O artigo foi publicado em Come Se Non, 03-07-2018. A tradução é de Moisés Sbardelotto.
Com uma entrevista concedida ao Tagespost no dia 28 de junho passado, Bernard Fellay responde a perguntas bem formuladas sobre os 30 anos de experiência do cisma lefebvriano.
Muitas respostas fotografam com muita precisão o nível de distância e de hostilidade dos lefebvrianos em relação ao catolicismo romano, assim como ele se desenvolveu no Concílio Vaticano II em diante.
Gostaria de me deter apenas sobre algumas dessas respostas, que são singularmente úteis para se falar não tanto dos lefebvrianos, mas sim dos seus interlocutores na Cúria Romana e do seu jogo perigoso e duplo. Cito uma série de respostas de Fellay, às quais faço seguir meus breves comentários.
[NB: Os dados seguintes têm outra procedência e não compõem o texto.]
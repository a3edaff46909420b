//! Command-line interface for arsip.
//!
//! This module provides the CLI structure for the `arsip` binary.

mod commands;

use std::path::PathBuf;

use clap::{Parser, Subcommand};

pub use commands::{ConfigCommand, SessionCommand, ThemeArg, ThemeCommand};

/// arsip - Keep an archive of titled, dated records with attachments
///
/// Records live for the length of a session. Attachments can be printed as
/// HTML documents; images, PDFs and DOCX files are previewed inline.
#[derive(Debug, Parser)]
#[command(name = "arsip")]
#[command(author, version, about, long_about = None)]
#[command(propagate_version = true)]
pub struct Cli {
    /// Path to custom configuration file
    #[arg(short, long, global = true, value_name = "FILE")]
    pub config: Option<PathBuf>,

    /// Increase verbosity (-v for debug, -vv for trace)
    #[arg(short, long, action = clap::ArgAction::Count, global = true)]
    pub verbose: u8,

    /// Suppress all output except errors
    #[arg(short, long, global = true)]
    pub quiet: bool,

    /// The command to execute
    #[command(subcommand)]
    pub command: Command,
}

/// Available commands.
#[derive(Debug, Subcommand)]
pub enum Command {
    /// Start an interactive archive session
    Session(SessionCommand),

    /// View or change the color theme
    #[command(subcommand)]
    Theme(ThemeCommand),

    /// View or validate configuration
    #[command(subcommand)]
    Config(ConfigCommand),
}

impl Cli {
    /// Get the verbosity level based on flags.
    #[must_use]
    pub fn verbosity(&self) -> crate::logging::Verbosity {
        if self.quiet {
            crate::logging::Verbosity::Quiet
        } else {
            match self.verbose {
                0 => crate::logging::Verbosity::Normal,
                1 => crate::logging::Verbosity::Verbose,
                _ => crate::logging::Verbosity::Trace,
            }
        }
    }
}

#[cfg(test)]
mod tests {
    use super::*;
    use clap::CommandFactory;

    fn cli(verbose: u8, quiet: bool) -> Cli {
        Cli {
            config: None,
            verbose,
            quiet,
            command: Command::Theme(ThemeCommand::Show),
        }
    }

    #[test]
    fn test_cli_name() {
        assert_eq!(Cli::command().get_name(), "arsip");
    }

    #[test]
    fn test_verbosity_levels() {
        use crate::logging::Verbosity;

        assert_eq!(cli(0, true).verbosity(), Verbosity::Quiet);
        assert_eq!(cli(0, false).verbosity(), Verbosity::Normal);
        assert_eq!(cli(1, false).verbosity(), Verbosity::Verbose);
        assert_eq!(cli(2, false).verbosity(), Verbosity::Trace);
    }

    #[test]
    fn test_cli_verify() {
        Cli::command().debug_assert();
    }

    #[test]
    fn test_parse_session() {
        let cli = Cli::try_parse_from(["arsip", "session", "--script", "demo.txt", "--yes"]).unwrap();
        match cli.command {
            Command::Session(cmd) => {
                assert_eq!(cmd.script, Some(PathBuf::from("demo.txt")));
                assert!(cmd.yes);
            }
            other => panic!("unexpected command {other:?}"),
        }
    }

    #[test]
    fn test_parse_theme_set() {
        let cli = Cli::try_parse_from(["arsip", "theme", "set", "dark"]).unwrap();
        assert!(matches!(
            cli.command,
            Command::Theme(ThemeCommand::Set {
                theme: ThemeArg::Dark
            })
        ));
    }

    #[test]
    fn test_parse_theme_rejects_unknown() {
        assert!(Cli::try_parse_from(["arsip", "theme", "set", "sepia"]).is_err());
    }

    #[test]
    fn test_parse_config_validate() {
        let cli = Cli::try_parse_from(["arsip", "config", "validate", "--file", "a.toml"]).unwrap();
        assert!(matches!(
            cli.command,
            Command::Config(ConfigCommand::Validate { file: Some(_) })
        ));
    }

    #[test]
    fn test_parse_with_config() {
        let cli = Cli::try_parse_from(["arsip", "-c", "/custom/config.toml", "theme", "show"]).unwrap();
        assert_eq!(cli.config, Some(PathBuf::from("/custom/config.toml")));
    }

    #[test]
    fn test_parse_with_verbose_and_quiet() {
        let cli = Cli::try_parse_from(["arsip", "-vv", "config", "path"]).unwrap();
        assert_eq!(cli.verbose, 2);
        let cli = Cli::try_parse_from(["arsip", "-q", "config", "path"]).unwrap();
        assert!(cli.quiet);
    }
}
Fellay expressa opiniões sobre a missa resultante da Reforma litúrgica tão carregadas de preconceitos e tão injustos a ponto de clamar por vingança ao céu. Eis um primeiro trecho em que ele se expressa sobre o Concílio Vaticano II e sobre a reforma da missa:
“As reformas que se seguiram demonstraram isso mais claramente do que o próprio Concílio. O problema se condensou sobre a nova missa. Em Roma, disse-se ao arcebispo Lefebvre aut aut: ‘Se o senhor celebrar a nova missa, está tudo bem’. Os nossos argumentos contra a nova missa não importavam nada. Enquanto isso, o missal de Paulo VI foi composto com a colaboração de teólogos protestantes. Se somos forçados a celebrar essa missa, então realmente surge um problema. E nós fomos levados a fazer isso.”
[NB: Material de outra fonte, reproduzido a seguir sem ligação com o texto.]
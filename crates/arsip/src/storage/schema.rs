//! `SQLite` schema definitions for the preferences database.

/// SQL statement to create the preferences table (version 1 layout).
pub const CREATE_PREFERENCES_TABLE: &str = r"
CREATE TABLE IF NOT EXISTS preferences (
    key TEXT PRIMARY KEY,
    value TEXT NOT NULL
)
";

/// SQL statement to create the metadata table for storing key-value pairs.
pub const CREATE_METADATA_TABLE: &str = r"
CREATE TABLE IF NOT EXISTS metadata (
    key TEXT PRIMARY KEY,
    value TEXT NOT NULL
)
";

/// Version 2: record when each preference was last written.
pub const ADD_PREFERENCES_UPDATED_AT: &str = r"
ALTER TABLE preferences ADD COLUMN updated_at TEXT
";

/// All schema creation statements in order.
pub const SCHEMA_STATEMENTS: &[&str] = &[CREATE_PREFERENCES_TABLE, CREATE_METADATA_TABLE];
É evidente que a incompreensão da missa resultante da Reforma Litúrgica leva a uma incompreensão radical do Concílio e do caminho de recompreensão do mundo moderno realizado pelo próprio Concílio. Fellay desacredita o Concílio e a Reforma Litúrgica. Com quem expressa essas opinião não se começa nem a discutir. Ele excomunga a si mesmo, pelos argumentos que utiliza.
A propósito da ruptura e do papel que o cardeal Ratzinger teve no caso em 1988, Fellay diz:
“(Ratzinger) não entendeu como eram profundas as razões do arcebispo e a desorientação dos fiéis e dos padres. Muitos não aguentavam mais escândalos e desconfortos pós-conciliares, e também o modo em que a nova missa era celebrada. Se o cardeal Ratzinger tivesse nos compreendido, ele não teria agido assim. E acho que ele se arrependeu. Por isso, como papa, tentou reparar os danos com o motu proprio e remover a excomunhão. Somos-lhe realmente gratos pelas suas tentativas de reconciliação.”
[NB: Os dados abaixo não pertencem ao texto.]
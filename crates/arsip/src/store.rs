//! In-memory record store.
//!
//! Records are kept in insertion order. Each record also has a stable id,
//! and the store maintains an id-to-position index alongside the sequence so
//! that callers can address records without relying on row numbers.

use std::collections::HashMap;

use tracing::trace;

use crate::error::{Error, Result};
use crate::record::{Record, RecordId};

/// Ordered, in-memory collection of records.
#[derive(Debug, Default)]
pub struct RecordStore {
    records: Vec<Record>,
    positions: HashMap<RecordId, usize>,
    last_id: u64,
}

impl RecordStore {
    /// Create an empty store.
    #[must_use]
    pub fn new() -> Self {
        Self::default()
    }

    /// Allocate a fresh id. Ids are never reused.
    pub fn allocate_id(&mut self) -> RecordId {
        self.last_id += 1;
        RecordId::new(self.last_id)
    }

    /// Append a record.
    ///
    /// # Errors
    ///
    /// Returns an internal error if a record with the same id already exists.
    pub fn add(&mut self, record: Record) -> Result<()> {
        if self.positions.contains_key(&record.id) {
            return Err(Error::internal(format!("duplicate record id {}", record.id)));
        }
        self.last_id = self.last_id.max(record.id.get());
        self.positions.insert(record.id, self.records.len());
        trace!(id = %record.id, position = self.records.len(), "Appended record");
        self.records.push(record);
        Ok(())
    }

    /// Overwrite the record at `index`, returning the previous one.
    ///
    /// # Errors
    ///
    /// Returns [`Error::RowOutOfRange`] if `index` is out of bounds, or an
    /// internal error if the new record's id belongs to another row. The
    /// store is left unchanged in both cases.
    pub fn replace_at(&mut self, index: usize, record: Record) -> Result<Record> {
        let len = self.records.len();
        let slot = self
            .records
            .get_mut(index)
            .ok_or(Error::RowOutOfRange { index, len })?;

        if slot.id != record.id && self.positions.contains_key(&record.id) {
            return Err(Error::internal(format!("duplicate record id {}", record.id)));
        }

        let previous = std::mem::replace(slot, record);
        if previous.id != slot.id {
            self.last_id = self.last_id.max(slot.id.get());
            self.positions.remove(&previous.id);
            self.positions.insert(slot.id, index);
        }
        Ok(previous)
    }

    /// Remove the record at `index`, shifting later records down by one.
    ///
    /// # Errors
    ///
    /// Returns [`Error::RowOutOfRange`] if `index` is out of bounds.
    pub fn remove_at(&mut self, index: usize) -> Result<Record> {
        let len = self.records.len();
        if index >= len {
            return Err(Error::RowOutOfRange { index, len });
        }
        let removed = self.records.remove(index);
        self.positions.remove(&removed.id);
        for (position, record) in self.records.iter().enumerate().skip(index) {
            self.positions.insert(record.id, position);
        }
        Ok(removed)
    }

    /// Current position of a record.
    ///
    /// # Errors
    ///
    /// Returns [`Error::RecordNotFound`] if no record has this id.
    pub fn position(&self, id: RecordId) -> Result<usize> {
        self.positions
            .get(&id)
            .copied()
            .ok_or(Error::RecordNotFound { id })
    }

    /// Look up a record by id.
    ///
    /// # Errors
    ///
    /// Returns [`Error::RecordNotFound`] if no record has this id.
    pub fn get(&self, id: RecordId) -> Result<&Record> {
        let position = self.position(id)?;
        Ok(&self.records[position])
    }

    /// Mutable lookup by id.
    ///
    /// # Errors
    ///
    /// Returns [`Error::RecordNotFound`] if no record has this id.
    pub fn get_mut(&mut self, id: RecordId) -> Result<&mut Record> {
        let position = self.position(id)?;
        Ok(&mut self.records[position])
    }

    /// Replace the record with the given id, keeping its position.
    ///
    /// # Errors
    ///
    /// Returns [`Error::RecordNotFound`] if no record has this id.
    pub fn replace(&mut self, id: RecordId, record: Record) -> Result<Record> {
        let position = self.position(id)?;
        self.replace_at(position, record)
    }

    /// Remove the record with the given id.
    ///
    /// # Errors
    ///
    /// Returns [`Error::RecordNotFound`] if no record has this id.
    pub fn remove(&mut self, id: RecordId) -> Result<Record> {
        let position = self.position(id)?;
        self.remove_at(position)
    }

    /// Record at a zero-based position.
    #[must_use]
    pub fn at(&self, index: usize) -> Option<&Record> {
        self.records.get(index)
    }

    /// Iterate over records in store order. The iterator is cheap to clone,
    /// so a consumer can restart it without touching the store.
    pub fn iter(&self) -> std::slice::Iter<'_, Record> {
        self.records.iter()
    }

    /// Mutable iteration, used to release handles at shutdown.
    pub(crate) fn iter_mut(&mut self) -> std::slice::IterMut<'_, Record> {
        self.records.iter_mut()
    }

    /// Number of records.
    #[must_use]
    pub fn len(&self) -> usize {
        self.records.len()
    }

    /// Whether the store is empty.
    #[must_use]
    pub fn is_empty(&self) -> bool {
        self.records.is_empty()
    }
}

impl<'a> IntoIterator for &'a RecordStore {
    type Item = &'a Record;
    type IntoIter = std::slice::Iter<'a, Record>;

    fn into_iter(self) -> Self::IntoIter {
        self.iter()
    }
}

#[cfg(test)]
mod tests {
    use super::*;

    fn push(store: &mut RecordStore, title: &str) -> RecordId {
        let id = store.allocate_id();
        store
            .add(Record::new(id, title, "General", "2024-01-01", None))
            .unwrap();
        id
    }

    fn titles(store: &RecordStore) -> Vec<&str> {
        store.iter().map(|r| r.title.as_str()).collect()
    }

    #[test]
    fn test_add_preserves_insertion_order() {
        let mut store = RecordStore::new();
        push(&mut store, "a");
        push(&mut store, "b");
        push(&mut store, "c");
        assert_eq!(titles(&store), vec!["a", "b", "c"]);
        assert_eq!(store.len(), 3);
    }

    #[test]
    fn test_ids_are_never_reused() {
        let mut store = RecordStore::new();
        let a = push(&mut store, "a");
        store.remove(a).unwrap();
        let b = push(&mut store, "b");
        assert_ne!(a, b);
    }

    #[test]
    fn test_add_rejects_duplicate_id() {
        let mut store = RecordStore::new();
        let id = push(&mut store, "a");
        let dup = Record::new(id, "b", "c", "d", None);
        assert!(store.add(dup).is_err());
        assert_eq!(store.len(), 1);
    }

    #[test]
    fn test_replace_at_out_of_bounds_is_noop() {
        let mut store = RecordStore::new();
        push(&mut store, "a");
        let id = store.allocate_id();
        let err = store
            .replace_at(5, Record::new(id, "x", "y", "z", None))
            .unwrap_err();
        assert!(matches!(err, Error::RowOutOfRange { index: 5, len: 1 }));
        assert_eq!(titles(&store), vec!["a"]);
    }

    #[test]
    fn test_replace_at_rejects_id_of_another_row() {
        let mut store = RecordStore::new();
        let a = push(&mut store, "a");
        let b = push(&mut store, "b");

        let err = store
            .replace_at(0, Record::new(b, "x", "y", "z", None))
            .unwrap_err();
        assert!(matches!(err, Error::Internal(_)));

        let ids: Vec<RecordId> = store.iter().map(|r| r.id).collect();
        assert_eq!(ids, vec![a, b]);
        assert_eq!(titles(&store), vec!["a", "b"]);
        assert_eq!(store.position(a).unwrap(), 0);
        assert_eq!(store.position(b).unwrap(), 1);
    }

    #[test]
    fn test_replace_keeps_position() {
        let mut store = RecordStore::new();
        push(&mut store, "a");
        let b = push(&mut store, "b");
        push(&mut store, "c");

        let previous = store
            .replace(b, Record::new(b, "B", "General", "2024-01-01", None))
            .unwrap();
        assert_eq!(previous.title, "b");
        assert_eq!(titles(&store), vec!["a", "B", "c"]);
        assert_eq!(store.position(b).unwrap(), 1);
    }

    #[test]
    fn test_remove_at_shifts_positions() {
        let mut store = RecordStore::new();
        push(&mut store, "a");
        let b = push(&mut store, "b");
        let c = push(&mut store, "c");

        let removed = store.remove_at(0).unwrap();
        assert_eq!(removed.title, "a");
        assert_eq!(store.position(b).unwrap(), 0);
        assert_eq!(store.position(c).unwrap(), 1);
        assert_eq!(store.at(0).unwrap().id, b);
    }

    #[test]
    fn test_remove_at_out_of_bounds() {
        let mut store = RecordStore::new();
        assert!(matches!(
            store.remove_at(0),
            Err(Error::RowOutOfRange { index: 0, len: 0 })
        ));
    }

    #[test]
    fn test_remove_by_id_keeps_other_ids_addressable() {
        let mut store = RecordStore::new();
        let a = push(&mut store, "a");
        let b = push(&mut store, "b");
        let c = push(&mut store, "c");

        store.remove(b).unwrap();
        assert_eq!(store.get(a).unwrap().title, "a");
        assert_eq!(store.get(c).unwrap().title, "c");
        assert!(store.get(b).unwrap_err().is_lookup_failure());
    }

    #[test]
    fn test_iter_is_restartable() {
        let mut store = RecordStore::new();
        push(&mut store, "a");
        push(&mut store, "b");

        let iter = store.iter();
        let first: Vec<_> = iter.clone().map(|r| r.id).collect();
        let second: Vec<_> = iter.map(|r| r.id).collect();
        assert_eq!(first, second);
    }

    #[test]
    fn test_get_mut() {
        let mut store = RecordStore::new();
        let a = push(&mut store, "a");
        store.get_mut(a).unwrap().title = "changed".to_string();
        assert_eq!(store.get(a).unwrap().title, "changed");
    }

    #[test]
    fn test_empty_store() {
        let store = RecordStore::new();
        assert!(store.is_empty());
        assert!(store.at(0).is_none());
        assert_eq!((&store).into_iter().count(), 0);
    }
}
Essas palavras, que Fellay obviamente carrega com um tom totalmente particular, também revelam um dos equívocos mais insidiosos que estão por baixo de todos esses casos. A simples possibilidade de que o texto do Summorum pontificum tenha sido entendido como uma espécie de “ressarcimento do dano” e de “condição” para o acordo realmente parece ser uma gravíssima responsabilidade. Da parte dos lefebvrianos, pela incompreensão da reforma, e da parte de Bento XVI, pela relativização e pela banalização da própria reforma.
Depois de 30 anos daquele cisma, não há razões para manter ainda um paralelismo entre formas diferentes e contraditórias do mesmo rito, que não se fundamentam nem teologicamente, nem juridicamente, nem liturgicamente.
Mas talvez o texto mais surpreendente e preocupante seja aquele que Fellay dedica às demandas romanas para se chegar a um acordo. Eis as suas palavras:
“Nós devemos questionar certos pontos do Concílio. Os nossos interlocutores em Roma nos disseram: os pontos principais – liberdade de consciência, ecumenismo, nova missa – são problemas em aberto. Trata-se de um progresso incrível. Até agora se dizia: vocês devem obedecer. Agora, os colaboradores da Cúria dizem: vocês deveriam abrir um seminário em Roma, uma universidade para a defesa da tradição. Não é mais tudo preto e branco.”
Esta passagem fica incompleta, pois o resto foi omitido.